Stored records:
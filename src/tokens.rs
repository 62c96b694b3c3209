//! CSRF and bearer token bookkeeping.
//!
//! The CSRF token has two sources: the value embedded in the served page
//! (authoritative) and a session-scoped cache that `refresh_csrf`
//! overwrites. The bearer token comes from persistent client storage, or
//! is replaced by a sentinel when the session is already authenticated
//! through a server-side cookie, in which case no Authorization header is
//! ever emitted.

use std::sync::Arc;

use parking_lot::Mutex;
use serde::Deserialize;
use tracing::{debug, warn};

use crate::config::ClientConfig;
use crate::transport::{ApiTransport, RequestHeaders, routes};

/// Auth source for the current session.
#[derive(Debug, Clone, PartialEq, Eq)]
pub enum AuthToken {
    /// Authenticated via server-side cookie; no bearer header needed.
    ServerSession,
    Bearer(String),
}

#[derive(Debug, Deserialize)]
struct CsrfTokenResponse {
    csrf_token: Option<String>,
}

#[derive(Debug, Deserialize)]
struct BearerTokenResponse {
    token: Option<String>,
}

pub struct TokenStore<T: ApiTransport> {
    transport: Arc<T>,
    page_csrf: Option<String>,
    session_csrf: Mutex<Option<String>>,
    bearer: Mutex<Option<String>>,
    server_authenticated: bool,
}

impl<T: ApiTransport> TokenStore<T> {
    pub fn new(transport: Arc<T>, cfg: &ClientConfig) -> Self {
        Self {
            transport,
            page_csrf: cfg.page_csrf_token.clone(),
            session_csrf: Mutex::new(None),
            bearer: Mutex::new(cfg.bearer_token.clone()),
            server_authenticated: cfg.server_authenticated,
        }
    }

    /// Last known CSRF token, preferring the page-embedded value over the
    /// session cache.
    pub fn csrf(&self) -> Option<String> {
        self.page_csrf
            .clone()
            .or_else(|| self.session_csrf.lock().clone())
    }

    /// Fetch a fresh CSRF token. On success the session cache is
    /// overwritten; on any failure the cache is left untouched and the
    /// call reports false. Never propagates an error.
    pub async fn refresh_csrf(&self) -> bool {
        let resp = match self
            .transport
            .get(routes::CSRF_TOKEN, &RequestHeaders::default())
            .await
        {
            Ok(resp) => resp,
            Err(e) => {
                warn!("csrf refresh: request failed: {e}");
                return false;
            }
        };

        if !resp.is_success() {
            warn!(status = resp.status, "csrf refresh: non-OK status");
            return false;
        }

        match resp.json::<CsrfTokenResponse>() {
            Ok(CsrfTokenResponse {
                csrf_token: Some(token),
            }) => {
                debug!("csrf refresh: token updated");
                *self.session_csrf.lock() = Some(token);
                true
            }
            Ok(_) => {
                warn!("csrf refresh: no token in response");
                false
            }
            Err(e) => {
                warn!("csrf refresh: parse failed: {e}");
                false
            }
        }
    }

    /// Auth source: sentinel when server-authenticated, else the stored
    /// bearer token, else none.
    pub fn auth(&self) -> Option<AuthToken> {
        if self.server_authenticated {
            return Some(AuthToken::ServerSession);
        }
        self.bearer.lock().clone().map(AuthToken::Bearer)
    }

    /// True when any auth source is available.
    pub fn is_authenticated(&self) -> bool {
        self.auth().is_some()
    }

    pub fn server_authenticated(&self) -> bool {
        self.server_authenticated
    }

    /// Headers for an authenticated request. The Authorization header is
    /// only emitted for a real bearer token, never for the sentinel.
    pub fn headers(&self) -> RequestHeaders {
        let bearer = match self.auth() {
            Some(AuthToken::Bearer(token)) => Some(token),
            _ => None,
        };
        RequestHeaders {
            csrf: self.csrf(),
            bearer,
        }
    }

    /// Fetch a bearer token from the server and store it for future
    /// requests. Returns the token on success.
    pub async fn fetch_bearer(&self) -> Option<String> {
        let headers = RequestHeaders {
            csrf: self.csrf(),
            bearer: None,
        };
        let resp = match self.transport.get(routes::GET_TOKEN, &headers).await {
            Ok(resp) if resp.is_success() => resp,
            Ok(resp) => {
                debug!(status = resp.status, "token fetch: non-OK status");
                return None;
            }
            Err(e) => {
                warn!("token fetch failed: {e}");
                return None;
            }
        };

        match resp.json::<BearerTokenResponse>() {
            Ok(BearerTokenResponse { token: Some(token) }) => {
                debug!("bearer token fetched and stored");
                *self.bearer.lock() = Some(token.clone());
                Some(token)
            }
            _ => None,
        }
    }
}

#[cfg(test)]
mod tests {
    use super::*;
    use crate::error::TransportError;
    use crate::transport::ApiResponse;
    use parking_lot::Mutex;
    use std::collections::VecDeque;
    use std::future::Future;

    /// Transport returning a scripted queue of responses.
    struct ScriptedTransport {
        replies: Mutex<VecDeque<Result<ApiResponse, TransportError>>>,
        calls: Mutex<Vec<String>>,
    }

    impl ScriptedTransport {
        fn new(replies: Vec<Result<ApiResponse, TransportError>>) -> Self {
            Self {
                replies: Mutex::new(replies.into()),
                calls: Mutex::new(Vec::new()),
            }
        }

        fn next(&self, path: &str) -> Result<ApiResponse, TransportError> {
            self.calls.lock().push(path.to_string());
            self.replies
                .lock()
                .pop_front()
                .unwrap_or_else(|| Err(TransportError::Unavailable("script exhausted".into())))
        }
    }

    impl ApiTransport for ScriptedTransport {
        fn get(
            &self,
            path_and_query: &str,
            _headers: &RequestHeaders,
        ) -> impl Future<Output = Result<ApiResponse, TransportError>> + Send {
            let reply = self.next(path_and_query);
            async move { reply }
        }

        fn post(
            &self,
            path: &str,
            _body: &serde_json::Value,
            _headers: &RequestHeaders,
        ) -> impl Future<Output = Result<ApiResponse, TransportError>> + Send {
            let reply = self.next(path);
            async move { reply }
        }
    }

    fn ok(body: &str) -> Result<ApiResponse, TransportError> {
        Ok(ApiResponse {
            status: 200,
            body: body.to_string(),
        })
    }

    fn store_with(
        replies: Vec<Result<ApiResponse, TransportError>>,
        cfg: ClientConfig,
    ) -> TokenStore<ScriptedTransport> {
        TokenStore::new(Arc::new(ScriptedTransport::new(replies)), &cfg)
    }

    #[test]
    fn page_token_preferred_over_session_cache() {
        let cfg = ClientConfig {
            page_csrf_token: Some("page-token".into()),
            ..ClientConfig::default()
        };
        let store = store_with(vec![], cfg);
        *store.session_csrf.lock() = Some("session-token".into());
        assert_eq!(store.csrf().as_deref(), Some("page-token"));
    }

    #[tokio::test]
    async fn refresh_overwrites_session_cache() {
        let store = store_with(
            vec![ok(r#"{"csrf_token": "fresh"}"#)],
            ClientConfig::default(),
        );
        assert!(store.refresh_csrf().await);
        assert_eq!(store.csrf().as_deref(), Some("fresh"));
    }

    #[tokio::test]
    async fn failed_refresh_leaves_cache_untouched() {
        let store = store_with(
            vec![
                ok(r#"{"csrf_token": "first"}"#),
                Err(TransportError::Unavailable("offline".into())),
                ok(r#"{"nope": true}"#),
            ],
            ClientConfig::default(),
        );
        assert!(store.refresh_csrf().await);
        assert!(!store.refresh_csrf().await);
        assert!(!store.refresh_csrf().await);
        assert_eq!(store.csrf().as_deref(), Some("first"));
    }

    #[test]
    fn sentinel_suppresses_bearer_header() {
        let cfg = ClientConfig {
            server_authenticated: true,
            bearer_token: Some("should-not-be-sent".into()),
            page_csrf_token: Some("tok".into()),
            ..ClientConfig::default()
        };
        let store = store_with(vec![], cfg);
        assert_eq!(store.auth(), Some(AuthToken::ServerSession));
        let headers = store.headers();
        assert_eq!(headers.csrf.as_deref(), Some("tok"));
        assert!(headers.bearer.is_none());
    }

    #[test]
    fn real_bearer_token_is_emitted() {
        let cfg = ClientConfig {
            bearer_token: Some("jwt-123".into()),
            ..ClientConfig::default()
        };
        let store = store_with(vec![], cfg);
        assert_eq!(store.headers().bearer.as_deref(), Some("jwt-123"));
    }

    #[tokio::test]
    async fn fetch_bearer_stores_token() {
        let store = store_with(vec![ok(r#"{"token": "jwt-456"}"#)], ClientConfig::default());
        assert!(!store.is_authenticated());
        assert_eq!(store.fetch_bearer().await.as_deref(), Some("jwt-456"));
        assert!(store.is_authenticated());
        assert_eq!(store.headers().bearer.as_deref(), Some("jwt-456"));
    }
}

=== Exercise requirements ===
For the word "await", please say how many lines in the entries hold it, with only the number as the reply.

=== Written response ===
7